Entre sus hijos y hermanas (entre las que se encontraba mi madre) comenzaron a estudiar cuáles eran las posibilidades para conseguir que su nivel de vida no decayera. La propuesta más aceptada entre ellos era la de trasladarla a una residencia porque, aunque seguía siendo joven, su situación, provocada por aquella nefasta caída, no dejaba lugar para alguna otra opción. Si eran capaces de encontrar la mejor residencia para ella, estaban seguros de que sería feliz.
Sin embargo, trasladarla a una residencia tenía un problema: la hipoteca de la vivienda en la que residía. Como os comentaba más arriba, solemos ponernos muy nerviosos cuando nos tocan algo que tiene que ver con nuestro patrimonio o la posición económica que ostentamos. En el caso de mi tía no sería diferente. Por eso decidimos hablar con el banco y preguntar si era posible que, la hipoteca que estaba pagando mi tía (a la que todavía le restaban varios años para extinguirse), cambiara de propietario. Ese nuevo propietario sería yo, que ya tenía un buen trabajo y quería conseguir mi independencia.
La hipoteca pasaría a ser obligación mía y mi tía, como ya habíamos concertado con anterioridad, iría a San Vital, una de las mejores residencias de España y en la que no le faltaría atención de ningún tipo para conseguir reducir los efectos de los problemas físicos a los que se tendría que enfrentar a partir de entonces.
La mejor atención posible
No tuvo que pasar demasiado tiempo para que tanto mi tía como el resto de la familia advirtiéramos una mejoría sustancial. Ella misma sabía que estaba en manos de los mejores, y en cuanto empezó a socializarse con sus nuevos compañeros comenzó a sentirse como en casa. No importaba que fuera la residente más joven. En San Vital encontró otra gran familia a la que pudo agarrarse para ser feliz.
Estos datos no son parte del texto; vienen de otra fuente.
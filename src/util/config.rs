//! Configuration file support for extconf.
//!
//! Two configuration file locations are consulted:
//! - Global: `~/.extconf/config.toml` - User-wide toolchain defaults
//! - Project: `extconf.toml` next to the configurator (the anchor directory)
//!
//! Project config takes precedence over global config. A project file that
//! fails to parse is an error; a broken global file is ignored with a warning.

use std::path::{Path, PathBuf};

use anyhow::{Context, Result};
use serde::{Deserialize, Serialize};

/// Name of the project configuration file.
pub const PROJECT_CONFIG_FILE: &str = "extconf.toml";

/// extconf configuration.
#[derive(Debug, Clone, Default, PartialEq, Serialize, Deserialize)]
#[serde(default)]
pub struct Config {
    /// Extension settings
    pub extension: ExtensionConfig,

    /// Layout root overrides
    pub paths: PathsConfig,

    /// Toolchain settings
    pub toolchain: ToolchainSettings,
}

/// Which extension is being built.
#[derive(Debug, Clone, Default, PartialEq, Serialize, Deserialize)]
#[serde(default)]
pub struct ExtensionConfig {
    /// Link target name (e.g. `CFC`, `Bind`)
    pub target: Option<String>,

    /// Layout preset (`compiler` or `runtime`)
    pub layout: Option<String>,

    /// Wrapper C source, relative to the anchor directory
    pub wrapper_source: Option<String>,
}

/// Anchor-relative layout roots. Any value set here replaces the preset's.
#[derive(Debug, Clone, Default, PartialEq, Serialize, Deserialize)]
#[serde(default)]
pub struct PathsConfig {
    pub core_include: Option<PathBuf>,
    pub core_src: Option<PathBuf>,
    pub peer_runtime: Option<PathBuf>,
    pub autogen: Option<PathBuf>,
}

/// Toolchain settings for the generated build script.
#[derive(Debug, Clone, Default, PartialEq, Serialize, Deserialize)]
#[serde(default)]
pub struct ToolchainSettings {
    /// C compiler (e.g., /usr/bin/clang)
    pub cc: Option<PathBuf>,

    /// Object file suffix including the dot (e.g., `.o`)
    pub obj_ext: Option<String>,

    /// Additional C compiler flags
    pub cflags: Vec<String>,

    /// Additional linker flags
    pub ldflags: Vec<String>,
}

impl Config {
    /// Load configuration from a file.
    pub fn load(path: &Path) -> Result<Self> {
        let contents = std::fs::read_to_string(path)
            .with_context(|| format!("failed to read config file: {}", path.display()))?;

        toml::from_str(&contents)
            .with_context(|| format!("failed to parse config file: {}", path.display()))
    }

    /// Load configuration with fallback to defaults if the file is missing or broken.
    pub fn load_or_default(path: &Path) -> Self {
        if path.exists() {
            Self::load(path).unwrap_or_else(|e| {
                tracing::warn!("Failed to load config from {}: {:#}", path.display(), e);
                Self::default()
            })
        } else {
            Self::default()
        }
    }

    /// Merge another config into this one (other takes precedence).
    pub fn merge(&mut self, other: Config) {
        // Extension settings
        if other.extension.target.is_some() {
            self.extension.target = other.extension.target;
        }
        if other.extension.layout.is_some() {
            self.extension.layout = other.extension.layout;
        }
        if other.extension.wrapper_source.is_some() {
            self.extension.wrapper_source = other.extension.wrapper_source;
        }

        // Paths
        if other.paths.core_include.is_some() {
            self.paths.core_include = other.paths.core_include;
        }
        if other.paths.core_src.is_some() {
            self.paths.core_src = other.paths.core_src;
        }
        if other.paths.peer_runtime.is_some() {
            self.paths.peer_runtime = other.paths.peer_runtime;
        }
        if other.paths.autogen.is_some() {
            self.paths.autogen = other.paths.autogen;
        }

        // Toolchain settings
        if other.toolchain.cc.is_some() {
            self.toolchain.cc = other.toolchain.cc;
        }
        if other.toolchain.obj_ext.is_some() {
            self.toolchain.obj_ext = other.toolchain.obj_ext;
        }
        if !other.toolchain.cflags.is_empty() {
            self.toolchain.cflags = other.toolchain.cflags;
        }
        if !other.toolchain.ldflags.is_empty() {
            self.toolchain.ldflags = other.toolchain.ldflags;
        }
    }
}

/// Load merged configuration from global and project locations.
///
/// Order of precedence (highest to lowest):
/// 1. Project config (`<anchor>/extconf.toml`)
/// 2. Global config (`~/.extconf/config.toml`)
/// 3. Defaults
pub fn load_config(global_path: Option<&Path>, project_path: &Path) -> Result<Config> {
    let mut config = Config::default();

    if let Some(global) = global_path {
        if global.exists() {
            config.merge(Config::load_or_default(global));
        }
    }

    if project_path.exists() {
        config.merge(Config::load(project_path)?);
    }

    Ok(config)
}

/// Get the global extconf config directory (~/.extconf).
pub fn global_config_dir() -> Option<PathBuf> {
    directories::BaseDirs::new().map(|b| b.home_dir().join(".extconf"))
}

/// Get the global config path (~/.extconf/config.toml).
pub fn global_config_path() -> Option<PathBuf> {
    global_config_dir().map(|dir| dir.join("config.toml"))
}

/// Get the project config path for an anchor directory.
pub fn project_config_path(anchor: &Path) -> PathBuf {
    anchor.join(PROJECT_CONFIG_FILE)
}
Nosotros, como es evidente, la visitamos periódicamente y comprobamos que se encuentra contenta, feliz y más entera físicamente. Nos cuenta que no se aburre, que en la residencia siempre realizan actividades de todo tipo y que el trato es, como veníamos informándonos, excelente.
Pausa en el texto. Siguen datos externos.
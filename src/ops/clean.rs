//! Implementation of `extconf clean`.

use std::path::Path;

use anyhow::Result;

use crate::util::fs::remove_file_if_exists;

/// Remove a generated build script. Returns whether a file was removed.
pub fn clean(path: &Path) -> Result<bool> {
    let removed = remove_file_if_exists(path)?;
    if removed {
        tracing::info!("removed {}", path.display());
    } else {
        tracing::debug!("nothing to clean at {}", path.display());
    }
    Ok(removed)
}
Creo que, en definitiva y después de todo, hemos salido todos ganando. Mi tía está perfectamente cuidada y yo, por mi parte, he conseguido vivir por mi cuenta en una casa que ya conocía y asumiendo una hipoteca que mi tía debería haber seguido pagando incluso una vez trasladada a la residencia. Quitarle ese peso de encima ya era más que suficiente.